Show us your boobies!!
Well, while you are nursing anyhow. And for the most part, you can't even see anything when you are nursing. If you do, you are standing too close or just looking for something.
I've breastfed both my kids for as long as they wanted. I let them wean themselves off. Most of the time, it's after a period of separation. I was away from my youngest for a long weekend, during which he was bottle fed by dad. He wasn't really interested in me after that. Not that it wasn't offered. But I am guessing he likes to bite his bottle nipples, HARD.
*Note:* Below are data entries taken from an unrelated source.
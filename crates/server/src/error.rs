use axum::http::StatusCode;
use axum::response::{IntoResponse, Response};
use axum::Json;
use query::QueryError;
use serde::{Deserialize, Serialize};
use serde_json::json;
use store::StoreError;
use stringprops::ServiceError;

pub type ServerResult<T> = Result<T, ServerError>;

/// Server error types
#[derive(Debug, thiserror::Error)]
pub enum ServerError {
    #[error("Bad request: {0}")]
    BadRequest(String),

    #[error("{0}")]
    Store(#[from] StoreError),

    #[error("{0}")]
    Query(#[from] QueryError),

    #[error("Internal server error: {0}")]
    Internal(String),

    #[error("Not found")]
    NotFound,
}

/// API error response structure
#[derive(Debug, Serialize, Deserialize)]
pub struct ErrorResponse {
    pub error: ErrorDetail,
}

#[derive(Debug, Serialize, Deserialize)]
pub struct ErrorDetail {
    pub code: String,
    pub message: String,
}

impl ServerError {
    /// Get HTTP status code for this error
    fn status_code(&self) -> StatusCode {
        match self {
            ServerError::BadRequest(_) | ServerError::Query(_) => StatusCode::BAD_REQUEST,
            ServerError::Store(StoreError::AlreadyExists { .. }) => StatusCode::CONFLICT,
            ServerError::Store(StoreError::NotFound { .. }) | ServerError::NotFound => {
                StatusCode::NOT_FOUND
            }
            ServerError::Store(_) | ServerError::Internal(_) => StatusCode::INTERNAL_SERVER_ERROR,
        }
    }

    /// Get error code string
    fn error_code(&self) -> &'static str {
        match self {
            ServerError::BadRequest(_) => "BAD_REQUEST",
            ServerError::Store(StoreError::AlreadyExists { .. }) => "ALREADY_EXISTS",
            ServerError::Store(StoreError::NotFound { .. }) => "NOT_FOUND",
            ServerError::Query(QueryError::InvalidRange { .. }) => "FILTER_RANGE_INVALID",
            ServerError::Query(QueryError::InvalidCharacterFilter(_)) => {
                "CHARACTER_FILTER_INVALID"
            }
            ServerError::Query(QueryError::Uninterpretable) => "QUERY_UNINTERPRETABLE",
            ServerError::Query(_) | ServerError::Store(_) | ServerError::Internal(_) => {
                "INTERNAL_ERROR"
            }
            ServerError::NotFound => "NOT_FOUND",
        }
    }
}

impl IntoResponse for ServerError {
    fn into_response(self) -> Response {
        let status = self.status_code();
        let error_code = self.error_code().to_string();
        let message = self.to_string();

        let body = Json(json!({
            "error": {
                "code": error_code,
                "message": message,
            }
        }));

        (status, body).into_response()
    }
}

impl From<ServiceError> for ServerError {
    fn from(err: ServiceError) -> Self {
        match err {
            ServiceError::Store(e) => ServerError::Store(e),
            ServiceError::Query(e) => ServerError::Query(e),
        }
    }
}

impl From<std::net::AddrParseError> for ServerError {
    fn from(err: std::net::AddrParseError) -> Self {
        ServerError::Internal(format!("Invalid address: {err}"))
    }
}

impl From<std::io::Error> for ServerError {
    fn from(err: std::io::Error) -> Self {
        ServerError::Internal(format!("IO error: {err}"))
    }
}

impl From<serde_json::Error> for ServerError {
    fn from(err: serde_json::Error) -> Self {
        ServerError::BadRequest(format!("JSON parse error: {err}"))
    }
}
I have read a lot of articles recently that have a definite lean towards not encouraging women to breastfeed. Of course, not surprisingly, one of those is a show on parenthood sponsored by, gasp, a couple of companies that produce formula. Other ones have highlighted the difficulties that can come along while learning how to breastfeed. Yes, learning. Although it is the most natural thing, it does really take a while, 3-6 weeks, to establish the best breast feeding relationship. I think that the thing most lacking in society is support for women struggling with the difficulties. Support that is accessible, available and works. I'm lucky. I live near a great doctor's clinic who is a trained lactation consultant. Dr Manson of the Birth Experience in Brampton, is a student of Dr. Jack Newman. I went to her for help in correcting my son's tongue tie. Within a week of his birth, he was latching like a pro. Thank goodness, I don't know how much more my poor nipples could have taken.
I'm lucky, I've taken lactation training and have helped as much as I could with my clients' issues with breastfeeding. I've got someone to send them to when I can't help them any further.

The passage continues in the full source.